Feeling Stressed? Don’t Suppress

Shelley Row

Feeling Stressed? Don’t Suppress

Feeling Stressed? Don’t Suppress

As a CEO you are under pressure seemingly from all sides. Maybe you feel squeezed by the need to make more revenue without more staff. Perhaps you are suffocating from long work hours with no end in sight. Stress can leave you irritable, tired and short-tempered. That is not a good place to be for CEO-level decision-making.

Conventional wisdom tells us to take that emotional churn and suck it up, get over it, or just plow through. Research now shows that suppressing the emotion generated by a stressful event negatively impacts memory. Suppression can be done by suppressing the appearance of emotion or suppressing our feelings of emotion. Both take energy away from your attention. The more energy you direct to suppression the less energy is available for memory particularly accurate memory. Keeping your cool comes at a cognitive cost.

And yet, it’s what we’ve been encouraged to do. We fight emotional reactions in stressful situations by saying. “I’m not going to let this get to me. It isn’t worth getting upset about. Don’t think about it. Just. Let. It. Go.” Have you noticed that the more you say, “I’m not going to think about it” the more you think about it? Exactly. Research validates that the harder you work at suppression the less cognitive energy is available for memory or decision-making.

All this runs counter to the persona of the calm, cool, collected leader. And yet you don’t want to yell, stomp your feet or have a tantrum. So what are your options?

Consider the emotion. Thinking about emotional suppression doesn’t work but consciously examining your feelings does. Research shows that people who probe their feelings actually deactivate the fight/flight response. It seems counterintuitive. But when you hold your emotion up to the light, roll it around, and give it a name, it validates the emotion and settles the nervous system. An added bonus is that cognitive functioning is less impacted. Your memory is not impaired and you can more objectively view the situation and your options.
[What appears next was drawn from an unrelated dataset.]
//! Disposable read model storage abstractions.

pub mod store;

pub use store::{InMemoryReadModelStore, ReadModelStore};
Reframe the situation. You can also reframe the situation. Reframing is when you ask yourself, “Is there another way of looking at this?” Think about those long work hours. You can view them as a requirement of a slave-driving boss (and suck up any appearance of annoyance) or you can view them as a choice to invest in your future. What about the stress of increasing revenue with no new staff? You can view that as an unreasonable expectation (but you best not show your aggravation) or you can validate those feelings and see the challenge of finding creative new ways to accomplish the work.
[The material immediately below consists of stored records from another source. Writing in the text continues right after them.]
//! Warehouse layout configuration (immutable after creation).

use serde::{Deserialize, Serialize};

use granary_core::{DomainError, DomainResult, ValueObject};

use crate::labels::BlockLabelScheme;

pub const MAX_BUILDINGS: u32 = 10;
pub const MAX_BLOCKS_PER_BUILDING: u32 = 26;
pub const MAX_ROWS_PER_BLOCK: u32 = 20;
pub const MAX_COLS_PER_BLOCK: u32 = 20;

/// Bags a generated slot can hold unless configured otherwise.
pub const DEFAULT_SLOT_CAPACITY: u32 = 1500;

#[derive(Debug, Clone, Copy, PartialEq, Eq, Serialize, Deserialize)]
pub struct LayoutConfiguration {
    pub number_of_buildings: u32,
    pub blocks_per_building: u32,
    pub rows_per_block: u32,
    pub cols_per_block: u32,
    #[serde(default)]
    pub label_scheme: BlockLabelScheme,
}

impl ValueObject for LayoutConfiguration {}

impl LayoutConfiguration {
    pub fn new(
        number_of_buildings: u32,
        blocks_per_building: u32,
        rows_per_block: u32,
        cols_per_block: u32,
    ) -> Self {
        Self {
            number_of_buildings,
            blocks_per_building,
            rows_per_block,
            cols_per_block,
            label_scheme: BlockLabelScheme::SingleLetter,
        }
    }

    pub fn with_label_scheme(mut self, label_scheme: BlockLabelScheme) -> Self {
        self.label_scheme = label_scheme;
        self
    }

    /// Blocks across all buildings (one label each).
    pub fn block_count(&self) -> u32 {
        self.number_of_buildings.saturating_mul(self.blocks_per_building)
    }

    pub fn slots_per_block(&self) -> u32 {
        self.rows_per_block.saturating_mul(self.cols_per_block)
    }

    pub fn total_slots(&self) -> u32 {
        self.block_count().saturating_mul(self.slots_per_block())
    }

    /// Check dimension bounds, then that the label scheme covers every block.
    pub fn validate(&self) -> DomainResult<()> {
        check_bound("number_of_buildings", self.number_of_buildings, MAX_BUILDINGS)?;
        check_bound(
            "blocks_per_building",
            self.blocks_per_building,
            MAX_BLOCKS_PER_BUILDING,
        )?;
        check_bound("rows_per_block", self.rows_per_block, MAX_ROWS_PER_BLOCK)?;
        check_bound("cols_per_block", self.cols_per_block, MAX_COLS_PER_BLOCK)?;

        if let Some(available) = self.label_scheme.capacity() {
            let required = self.block_count();
            if required > available {
                return Err(DomainError::LayoutExhausted {
                    required,
                    available,
                });
            }
        }
        Ok(())
    }
}

fn check_bound(field: &str, value: u32, max: u32) -> DomainResult<()> {
    if value == 0 || value > max {
        return Err(DomainError::invalid(format!(
            "{field} must be between 1 and {max} (got {value})"
        )));
    }
    Ok(())
}

#[cfg(test)]
mod tests {
    use super::*;

    #[test]
    fn accepts_the_largest_single_letter_warehouse() {
        assert!(LayoutConfiguration::new(1, 26, 20, 20).validate().is_ok());
        assert!(LayoutConfiguration::new(2, 13, 1, 1).validate().is_ok());
    }

    #[test]
    fn rejects_out_of_bounds_dimensions() {
        for config in [
            LayoutConfiguration::new(0, 1, 1, 1),
            LayoutConfiguration::new(11, 1, 1, 1),
            LayoutConfiguration::new(1, 27, 1, 1),
            LayoutConfiguration::new(1, 1, 21, 1),
            LayoutConfiguration::new(1, 1, 1, 0),
        ] {
            assert!(
                matches!(config.validate(), Err(DomainError::InvalidArgument(_))),
                "{config:?} should be rejected"
            );
        }
    }

    #[test]
    fn rejects_more_blocks_than_single_letters() {
        let err = LayoutConfiguration::new(2, 14, 1, 1).validate().unwrap_err();
        assert_eq!(
            err,
            DomainError::LayoutExhausted {
                required: 28,
                available: 26
            }
        );
    }

    #[test]
    fn multi_letter_scheme_lifts_the_block_limit() {
        let config = LayoutConfiguration::new(10, 26, 1, 1)
            .with_label_scheme(BlockLabelScheme::MultiLetter);
        assert!(config.validate().is_ok());
        assert_eq!(config.block_count(), 260);
    }

    #[test]
    fn total_slots_is_the_product_of_dimensions() {
        assert_eq!(LayoutConfiguration::new(2, 3, 4, 5).total_slots(), 120);
    }
}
When you reframe the situation your brain and body calm down and you retain more cognitive power.

When stress conjures up an emotional situation hit – stop trying to suppress it. You only make it worse. Instead, acknowledge the emotion and ask yourself if there are other ways to look at the situation. You will find yourself with a calmer frame of mind which enables you to cognitively choose the best response...the response worthy of a leader.